Line by line, reproduce exactly the beginning of the listing below, ending with the line that contains "Linear map of" and adding nothing.

══════

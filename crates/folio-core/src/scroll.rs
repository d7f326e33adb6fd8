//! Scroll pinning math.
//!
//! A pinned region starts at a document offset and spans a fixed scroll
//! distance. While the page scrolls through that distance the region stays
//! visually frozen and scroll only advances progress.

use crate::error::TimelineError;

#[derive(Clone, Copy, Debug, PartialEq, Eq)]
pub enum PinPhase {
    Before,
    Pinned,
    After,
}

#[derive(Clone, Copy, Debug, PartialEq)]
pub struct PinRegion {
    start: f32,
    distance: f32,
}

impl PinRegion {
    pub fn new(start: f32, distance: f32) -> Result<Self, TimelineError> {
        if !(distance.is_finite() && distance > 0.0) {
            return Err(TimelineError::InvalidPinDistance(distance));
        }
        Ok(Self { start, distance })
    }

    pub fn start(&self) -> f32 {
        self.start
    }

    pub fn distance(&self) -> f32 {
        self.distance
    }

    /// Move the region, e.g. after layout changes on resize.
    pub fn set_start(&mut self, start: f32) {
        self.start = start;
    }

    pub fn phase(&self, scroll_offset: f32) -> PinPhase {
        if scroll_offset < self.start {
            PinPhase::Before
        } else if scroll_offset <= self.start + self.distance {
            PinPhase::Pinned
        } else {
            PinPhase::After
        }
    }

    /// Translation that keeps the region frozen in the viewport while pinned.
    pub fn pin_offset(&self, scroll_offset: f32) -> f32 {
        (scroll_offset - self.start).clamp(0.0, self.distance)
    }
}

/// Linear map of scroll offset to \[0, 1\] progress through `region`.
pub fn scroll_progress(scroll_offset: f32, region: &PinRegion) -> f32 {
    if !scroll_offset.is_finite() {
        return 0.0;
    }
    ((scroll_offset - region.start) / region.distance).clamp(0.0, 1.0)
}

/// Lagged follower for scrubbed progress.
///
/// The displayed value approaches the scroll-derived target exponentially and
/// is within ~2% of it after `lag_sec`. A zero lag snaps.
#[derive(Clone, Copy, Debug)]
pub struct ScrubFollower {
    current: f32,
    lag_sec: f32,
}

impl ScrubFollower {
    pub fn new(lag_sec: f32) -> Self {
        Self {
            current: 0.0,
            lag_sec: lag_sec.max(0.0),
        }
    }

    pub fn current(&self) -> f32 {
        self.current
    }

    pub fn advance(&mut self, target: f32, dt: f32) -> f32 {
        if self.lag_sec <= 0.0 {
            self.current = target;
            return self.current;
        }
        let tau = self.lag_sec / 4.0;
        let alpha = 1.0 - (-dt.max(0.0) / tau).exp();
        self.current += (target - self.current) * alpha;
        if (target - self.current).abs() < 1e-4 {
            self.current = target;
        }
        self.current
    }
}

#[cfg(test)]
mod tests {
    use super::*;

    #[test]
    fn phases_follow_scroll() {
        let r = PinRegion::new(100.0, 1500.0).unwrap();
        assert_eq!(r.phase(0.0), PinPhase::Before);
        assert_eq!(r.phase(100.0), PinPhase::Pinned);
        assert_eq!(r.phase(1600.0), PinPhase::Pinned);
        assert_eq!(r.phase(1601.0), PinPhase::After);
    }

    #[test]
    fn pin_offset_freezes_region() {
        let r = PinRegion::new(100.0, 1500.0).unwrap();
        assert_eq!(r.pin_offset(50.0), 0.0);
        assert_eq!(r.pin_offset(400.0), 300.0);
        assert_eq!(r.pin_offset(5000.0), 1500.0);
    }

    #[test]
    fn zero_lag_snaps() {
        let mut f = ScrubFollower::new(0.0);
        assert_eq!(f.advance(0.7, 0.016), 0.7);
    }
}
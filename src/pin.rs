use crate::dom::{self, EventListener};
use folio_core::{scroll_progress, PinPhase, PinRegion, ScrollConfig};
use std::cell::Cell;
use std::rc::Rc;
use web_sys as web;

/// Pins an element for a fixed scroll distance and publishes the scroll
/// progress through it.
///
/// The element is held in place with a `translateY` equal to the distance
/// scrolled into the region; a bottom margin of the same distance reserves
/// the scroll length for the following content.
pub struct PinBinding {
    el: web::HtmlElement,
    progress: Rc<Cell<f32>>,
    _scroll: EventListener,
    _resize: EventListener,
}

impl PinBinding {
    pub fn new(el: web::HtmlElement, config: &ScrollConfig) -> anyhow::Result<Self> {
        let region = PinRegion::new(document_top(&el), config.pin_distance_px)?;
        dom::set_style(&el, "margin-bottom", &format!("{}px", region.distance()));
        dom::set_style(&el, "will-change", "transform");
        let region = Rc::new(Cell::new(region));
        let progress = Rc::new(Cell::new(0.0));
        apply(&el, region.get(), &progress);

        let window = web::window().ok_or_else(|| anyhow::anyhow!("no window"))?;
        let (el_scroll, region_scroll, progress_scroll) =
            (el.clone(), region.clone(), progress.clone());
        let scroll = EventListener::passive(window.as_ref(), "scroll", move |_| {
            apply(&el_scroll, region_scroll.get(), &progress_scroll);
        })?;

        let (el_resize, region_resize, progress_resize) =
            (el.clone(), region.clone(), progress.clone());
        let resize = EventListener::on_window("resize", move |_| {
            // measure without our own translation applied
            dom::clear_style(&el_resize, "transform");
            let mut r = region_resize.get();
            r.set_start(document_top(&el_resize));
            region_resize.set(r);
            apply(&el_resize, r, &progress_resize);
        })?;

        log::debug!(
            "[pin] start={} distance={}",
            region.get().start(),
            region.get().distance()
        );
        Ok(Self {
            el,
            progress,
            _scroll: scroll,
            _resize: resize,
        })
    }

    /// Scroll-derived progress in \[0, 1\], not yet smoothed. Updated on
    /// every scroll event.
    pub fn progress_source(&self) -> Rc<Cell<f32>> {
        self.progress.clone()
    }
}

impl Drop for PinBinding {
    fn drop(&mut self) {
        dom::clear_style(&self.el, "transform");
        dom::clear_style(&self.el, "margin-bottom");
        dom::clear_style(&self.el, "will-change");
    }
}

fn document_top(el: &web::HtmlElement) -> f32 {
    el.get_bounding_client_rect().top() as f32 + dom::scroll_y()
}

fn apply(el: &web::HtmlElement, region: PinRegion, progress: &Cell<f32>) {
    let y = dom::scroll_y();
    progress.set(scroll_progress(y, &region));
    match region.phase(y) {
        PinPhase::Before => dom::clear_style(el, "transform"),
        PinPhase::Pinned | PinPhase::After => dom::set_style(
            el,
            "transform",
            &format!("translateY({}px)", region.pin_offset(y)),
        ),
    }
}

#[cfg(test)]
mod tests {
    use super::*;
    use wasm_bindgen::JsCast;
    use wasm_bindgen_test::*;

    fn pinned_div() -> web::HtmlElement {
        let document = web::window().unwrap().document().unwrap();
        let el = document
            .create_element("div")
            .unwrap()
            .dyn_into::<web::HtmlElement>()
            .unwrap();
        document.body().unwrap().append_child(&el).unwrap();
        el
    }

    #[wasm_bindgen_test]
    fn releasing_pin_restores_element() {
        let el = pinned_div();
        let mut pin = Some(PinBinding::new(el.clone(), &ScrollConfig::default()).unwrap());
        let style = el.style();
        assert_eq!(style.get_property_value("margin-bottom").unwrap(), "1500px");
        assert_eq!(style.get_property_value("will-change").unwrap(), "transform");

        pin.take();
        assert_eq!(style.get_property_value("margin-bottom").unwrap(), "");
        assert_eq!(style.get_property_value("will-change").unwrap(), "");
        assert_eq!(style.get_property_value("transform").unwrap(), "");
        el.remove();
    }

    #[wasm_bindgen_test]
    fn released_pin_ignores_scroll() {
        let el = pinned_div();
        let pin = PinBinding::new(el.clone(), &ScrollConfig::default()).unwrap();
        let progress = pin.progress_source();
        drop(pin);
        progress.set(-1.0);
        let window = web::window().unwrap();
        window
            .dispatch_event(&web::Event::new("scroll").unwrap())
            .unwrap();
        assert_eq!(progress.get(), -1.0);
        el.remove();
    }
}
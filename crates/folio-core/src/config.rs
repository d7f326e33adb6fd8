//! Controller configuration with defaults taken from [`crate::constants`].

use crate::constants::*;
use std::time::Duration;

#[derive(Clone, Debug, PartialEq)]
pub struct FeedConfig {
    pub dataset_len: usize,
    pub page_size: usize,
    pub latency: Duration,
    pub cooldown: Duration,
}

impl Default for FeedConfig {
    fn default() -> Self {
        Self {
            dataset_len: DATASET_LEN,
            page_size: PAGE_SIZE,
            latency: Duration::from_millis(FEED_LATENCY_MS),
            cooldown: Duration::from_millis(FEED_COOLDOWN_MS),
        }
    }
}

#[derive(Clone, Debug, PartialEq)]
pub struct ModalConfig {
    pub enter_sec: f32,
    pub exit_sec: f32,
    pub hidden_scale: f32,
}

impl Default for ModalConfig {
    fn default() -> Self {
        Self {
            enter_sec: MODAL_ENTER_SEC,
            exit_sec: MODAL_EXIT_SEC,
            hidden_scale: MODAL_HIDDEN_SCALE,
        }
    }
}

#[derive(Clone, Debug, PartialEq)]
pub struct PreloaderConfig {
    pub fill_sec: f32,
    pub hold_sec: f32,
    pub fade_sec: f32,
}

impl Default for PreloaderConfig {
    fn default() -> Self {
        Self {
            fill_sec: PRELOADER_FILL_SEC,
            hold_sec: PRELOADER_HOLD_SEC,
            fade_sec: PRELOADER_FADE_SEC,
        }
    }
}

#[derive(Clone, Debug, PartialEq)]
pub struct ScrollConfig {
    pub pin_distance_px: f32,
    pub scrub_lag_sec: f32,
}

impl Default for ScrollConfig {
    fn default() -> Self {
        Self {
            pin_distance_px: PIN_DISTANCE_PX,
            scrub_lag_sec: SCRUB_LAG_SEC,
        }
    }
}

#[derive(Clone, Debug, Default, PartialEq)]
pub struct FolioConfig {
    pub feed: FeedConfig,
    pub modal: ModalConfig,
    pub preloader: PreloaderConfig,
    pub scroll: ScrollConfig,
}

══════

» Response for this exercise
filename crates/folio-core/src/scroll.rs
repository d7f326e33adb6fd8
//! Scroll pinning math.
//!
//! A pinned region starts at a document offset and spans a fixed scroll
//! distance. While the page scrolls through that distance the region stays
//! visually frozen and scroll only advances progress.

use crate::error::TimelineError;

#[derive(Clone, Copy, Debug, PartialEq, Eq)]
pub enum PinPhase {
    Before,
    Pinned,
    After,
}

#[derive(Clone, Copy, Debug, PartialEq)]
pub struct PinRegion {
    start: f32,
    distance: f32,
}

impl PinRegion {
    pub fn new(start: f32, distance: f32) -> Result<Self, TimelineError> {
        if !(distance.is_finite() && distance > 0.0) {
            return Err(TimelineError::InvalidPinDistance(distance));
        }
        Ok(Self { start, distance })
    }

    pub fn start(&self) -> f32 {
        self.start
    }

    pub fn distance(&self) -> f32 {
        self.distance
    }

    /// Move the region, e.g. after layout changes on resize.
    pub fn set_start(&mut self, start: f32) {
        self.start = start;
    }

    pub fn phase(&self, scroll_offset: f32) -> PinPhase {
        if scroll_offset < self.start {
            PinPhase::Before
        } else if scroll_offset <= self.start + self.distance {
            PinPhase::Pinned
        } else {
            PinPhase::After
        }
    }

    /// Translation that keeps the region frozen in the viewport while pinned.
    pub fn pin_offset(&self, scroll_offset: f32) -> f32 {
        (scroll_offset - self.start).clamp(0.0, self.distance)
    }
}

/// Linear map of scroll offset to \[0, 1\] progress through `region`.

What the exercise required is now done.